» Task goal: Every line below that holds the string "TooFewOptions" must be copied.

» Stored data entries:
****************

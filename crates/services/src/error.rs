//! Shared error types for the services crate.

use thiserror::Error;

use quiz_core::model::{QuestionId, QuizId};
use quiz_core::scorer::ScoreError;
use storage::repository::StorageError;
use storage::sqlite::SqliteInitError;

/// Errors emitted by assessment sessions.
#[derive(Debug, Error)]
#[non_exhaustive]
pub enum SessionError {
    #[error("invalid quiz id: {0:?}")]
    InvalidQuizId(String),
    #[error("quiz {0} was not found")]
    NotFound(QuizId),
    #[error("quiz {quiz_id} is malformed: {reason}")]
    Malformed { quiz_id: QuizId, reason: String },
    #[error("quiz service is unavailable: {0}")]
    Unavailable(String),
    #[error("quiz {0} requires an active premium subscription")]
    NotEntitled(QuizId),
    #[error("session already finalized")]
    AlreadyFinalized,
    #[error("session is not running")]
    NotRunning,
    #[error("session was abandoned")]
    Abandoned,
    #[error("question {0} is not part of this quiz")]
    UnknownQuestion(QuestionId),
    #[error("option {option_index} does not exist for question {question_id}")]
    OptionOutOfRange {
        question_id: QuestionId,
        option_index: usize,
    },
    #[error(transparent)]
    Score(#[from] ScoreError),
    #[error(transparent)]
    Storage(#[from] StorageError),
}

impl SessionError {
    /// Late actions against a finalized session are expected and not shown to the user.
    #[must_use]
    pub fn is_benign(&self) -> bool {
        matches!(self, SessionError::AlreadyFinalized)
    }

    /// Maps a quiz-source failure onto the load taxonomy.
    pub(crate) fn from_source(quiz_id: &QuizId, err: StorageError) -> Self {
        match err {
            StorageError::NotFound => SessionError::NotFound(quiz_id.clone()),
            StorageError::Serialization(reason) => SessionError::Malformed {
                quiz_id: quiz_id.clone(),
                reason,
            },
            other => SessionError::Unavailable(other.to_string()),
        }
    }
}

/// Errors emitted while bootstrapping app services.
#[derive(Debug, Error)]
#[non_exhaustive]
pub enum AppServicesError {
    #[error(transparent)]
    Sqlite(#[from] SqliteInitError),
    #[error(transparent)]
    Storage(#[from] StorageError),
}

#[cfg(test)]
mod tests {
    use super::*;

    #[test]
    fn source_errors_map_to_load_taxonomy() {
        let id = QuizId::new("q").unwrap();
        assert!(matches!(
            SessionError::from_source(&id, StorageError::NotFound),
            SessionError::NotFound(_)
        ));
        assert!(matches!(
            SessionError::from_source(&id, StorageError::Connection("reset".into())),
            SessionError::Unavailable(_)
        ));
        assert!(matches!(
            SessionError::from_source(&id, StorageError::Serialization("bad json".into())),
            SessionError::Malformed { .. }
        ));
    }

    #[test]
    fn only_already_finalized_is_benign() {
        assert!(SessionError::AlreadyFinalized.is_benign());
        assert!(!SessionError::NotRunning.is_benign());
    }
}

****************

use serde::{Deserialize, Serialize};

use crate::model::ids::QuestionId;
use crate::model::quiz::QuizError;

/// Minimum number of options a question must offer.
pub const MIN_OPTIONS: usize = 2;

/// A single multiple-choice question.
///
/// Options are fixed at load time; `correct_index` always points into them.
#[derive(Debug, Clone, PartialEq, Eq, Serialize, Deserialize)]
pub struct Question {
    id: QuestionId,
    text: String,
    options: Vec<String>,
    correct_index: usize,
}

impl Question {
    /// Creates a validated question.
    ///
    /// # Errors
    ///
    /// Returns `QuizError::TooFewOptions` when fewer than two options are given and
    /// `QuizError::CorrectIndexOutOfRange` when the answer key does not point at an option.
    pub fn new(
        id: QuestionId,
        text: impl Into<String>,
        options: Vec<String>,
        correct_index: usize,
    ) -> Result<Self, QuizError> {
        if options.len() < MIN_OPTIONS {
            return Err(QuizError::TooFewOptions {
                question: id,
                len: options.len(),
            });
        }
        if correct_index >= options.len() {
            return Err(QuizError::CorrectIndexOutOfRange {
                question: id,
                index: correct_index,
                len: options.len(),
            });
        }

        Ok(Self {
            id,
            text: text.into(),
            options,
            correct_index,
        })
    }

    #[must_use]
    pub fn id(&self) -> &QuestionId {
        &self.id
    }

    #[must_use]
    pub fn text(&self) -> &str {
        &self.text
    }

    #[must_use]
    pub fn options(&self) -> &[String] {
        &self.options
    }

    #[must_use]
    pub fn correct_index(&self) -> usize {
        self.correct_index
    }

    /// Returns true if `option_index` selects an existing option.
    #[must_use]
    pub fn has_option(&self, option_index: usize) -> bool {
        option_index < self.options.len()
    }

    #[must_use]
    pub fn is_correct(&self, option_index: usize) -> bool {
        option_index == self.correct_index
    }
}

****************

» Written reply:
    /// Returns `QuizError::TooFewOptions` when fewer than two options are given and
            return Err(QuizError::TooFewOptions {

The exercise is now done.